Abstract

e14583 Background: Tumor neoantigens have ability to expand tumor-specific T cell immunity, which could be boosted by anti-PD-1 immunotherapy. Therapeutically relevant neoantigens should be presented on patient HLAs and recognized by tumor-reactive T cells. Despite tumor-infiltrating lymphocytes (TILs) have enriched tumor-reactive T cell populations, most tumor-specific TILs exhibit exhausted phenotype and have limitations to in vitro screening. Here, we developed in silico structure-based prediction of neoantigen discovery pipeline by pairing with T cell receptors (TCRs) on pre-existing CD8+ exhausted tumor-infiltrating lymphocytes. Methods: Tumor resections from patients with liver, stomach, colorectal, and lung cancers are subject to whole exome and transcriptome. In addition, TILs from the patients are subject to scRNA/TCRseq to select TCRs of exhausted T cells, which are mostly thought to have tumor-reactivity. Neoantigen epitopes are prioritized from our in silico pipeline including HLA binding and TCR-peptide-HLA structure-based pairing score. To evaluate the immunogenicity of selected neoantigens, the neoantigens are tested for in vitro IFNg ELISPOT assay using peripheral blood mononuclear cells (PBMCs) from the same patients, which sensitively detects antigen-experienced T cells. Results: For 5 patients with T cell-reactive neoantigens, among 23 neoantigens selected by our in silico pipeline and tested in vitro, 10 neoantigens showed positive pre-existing T cell responses by matched patients.
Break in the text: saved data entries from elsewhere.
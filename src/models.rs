// Data shapes exchanged with the remote API. Records are kept as the JSON
// object we received, with no type checks on individual fields: the
// service is not ours, so a missing field prints a placeholder and a field
// of an unexpected type prints as whatever value it holds.

use serde::{Deserialize, Serialize};
use serde_json::{Map, Value};
use std::borrow::Cow;
use std::fmt;
use std::str::FromStr;
use thiserror::Error;

/// Printed in place of any missing field.
pub const PLACEHOLDER: &str = "N/A";

/// Text for a field as shown in the report. Strings print bare, other
/// values print as JSON, absent or `null` fields print the placeholder.
fn display(value: Option<&Value>) -> Cow<'_, str> {
    match value {
        None | Some(Value::Null) => Cow::Borrowed(PLACEHOLDER),
        Some(Value::String(s)) => Cow::Borrowed(s.as_str()),
        Some(other) => Cow::Owned(other.to_string()),
    }
}

/// A user record as returned by `GET {users_url}/{id}`.
#[derive(Serialize, Deserialize, Debug, Clone, Default, PartialEq)]
#[serde(transparent)]
pub struct User(Map<String, Value>);

impl User {
    pub fn fields(&self) -> &Map<String, Value> {
        &self.0
    }

    /// An empty object carries nothing to report.
    pub fn is_empty(&self) -> bool {
        self.0.is_empty()
    }

    pub fn display_name(&self) -> Cow<'_, str> {
        display(self.0.get("name"))
    }

    pub fn display_email(&self) -> Cow<'_, str> {
        display(self.0.get("email"))
    }

    /// `address.city`, or the placeholder when either level is missing or
    /// `address` is not an object.
    pub fn display_city(&self) -> Cow<'_, str> {
        display(self.0.get("address").and_then(|a| a.get("city")))
    }
}

impl From<Map<String, Value>> for User {
    fn from(fields: Map<String, Value>) -> Self {
        User(fields)
    }
}

/// One entry of `GET {posts_url}?userId={id}`.
#[derive(Serialize, Deserialize, Debug, Clone, Default, PartialEq)]
#[serde(transparent)]
pub struct Post(Map<String, Value>);

impl Post {
    /// Any list element becomes a post; non-objects carry no fields.
    pub fn from_value(value: Value) -> Self {
        match value {
            Value::Object(fields) => Post(fields),
            _ => Post::default(),
        }
    }

    pub fn fields(&self) -> &Map<String, Value> {
        &self.0
    }

    pub fn user_id(&self) -> Option<&Value> {
        self.0.get("userId")
    }

    pub fn display_title(&self) -> Cow<'_, str> {
        display(self.0.get("title"))
    }
}

#[derive(Debug, Error, PartialEq, Eq)]
pub enum ParseUserIdError {
    #[error("empty input")]
    Empty,
    #[error("{0:?} is not an integer")]
    NotAnInteger(String),
}

/// The integer typed at the prompt, kept in canonical decimal form.
///
/// There is no range check: negative and arbitrarily large values are
/// valid ids and are sent to the API as typed (the API simply answers
/// 404). Storing the digits instead of a fixed-width integer means no
/// input that looks like an integer is ever rejected for overflow.
#[derive(Debug, Clone, PartialEq, Eq, Hash)]
pub struct UserId(String);

impl UserId {
    pub fn as_str(&self) -> &str {
        &self.0
    }
}

impl From<i64> for UserId {
    fn from(id: i64) -> Self {
        UserId(id.to_string())
    }
}

impl FromStr for UserId {
    type Err = ParseUserIdError;

    /// Accepts surrounding whitespace, an optional `+`/`-` sign and ASCII
    /// digits. `+7`, `007` and `7` are the same id; `-0` is `0`.
    fn from_str(s: &str) -> Result<Self, Self::Err> {
        let trimmed = s.trim();
        if trimmed.is_empty() {
            return Err(ParseUserIdError::Empty);
        }
        let (negative, digits) = match trimmed.as_bytes()[0] {
            b'-' => (true, &trimmed[1..]),
            b'+' => (false, &trimmed[1..]),
            _ => (false, trimmed),
        };
        if digits.is_empty() || !digits.bytes().all(|b| b.is_ascii_digit()) {
            return Err(ParseUserIdError::NotAnInteger(trimmed.to_string()));
        }
        let significant = digits.trim_start_matches('0');
        let canonical = match (significant.is_empty(), negative) {
            (true, _) => "0".to_string(),
            (false, true) => format!("-{}", significant),
            (false, false) => significant.to_string(),
        };
        Ok(UserId(canonical))
    }
}

impl fmt::Display for UserId {
    fn fmt(&self, f: &mut fmt::Formatter<'_>) -> fmt::Result {
        f.write_str(&self.0)
    }
}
Then, we analyzed gene expression profiles of TILs paired in silico with in vitro T cell response-positive or negative neoantigens (pTILs and nTILs, respectively) combined with TILs from 23 solid cancer patients. Interestingly, pTILs were mostly mapped to the clusters which highly expressed markers of exhaustion and cytotoxicity, while nTILs showed random distribution across all the clusters. Conclusions: Neoantigen prediction using structure-based pairing of neoantigens and phenotype-selected TILs showed promising potential to better select therapeutically-relevant cancer vaccines. This data supports further investigation of our in silico pipeline into more patient samples and preclinical studies in mouse tumor models.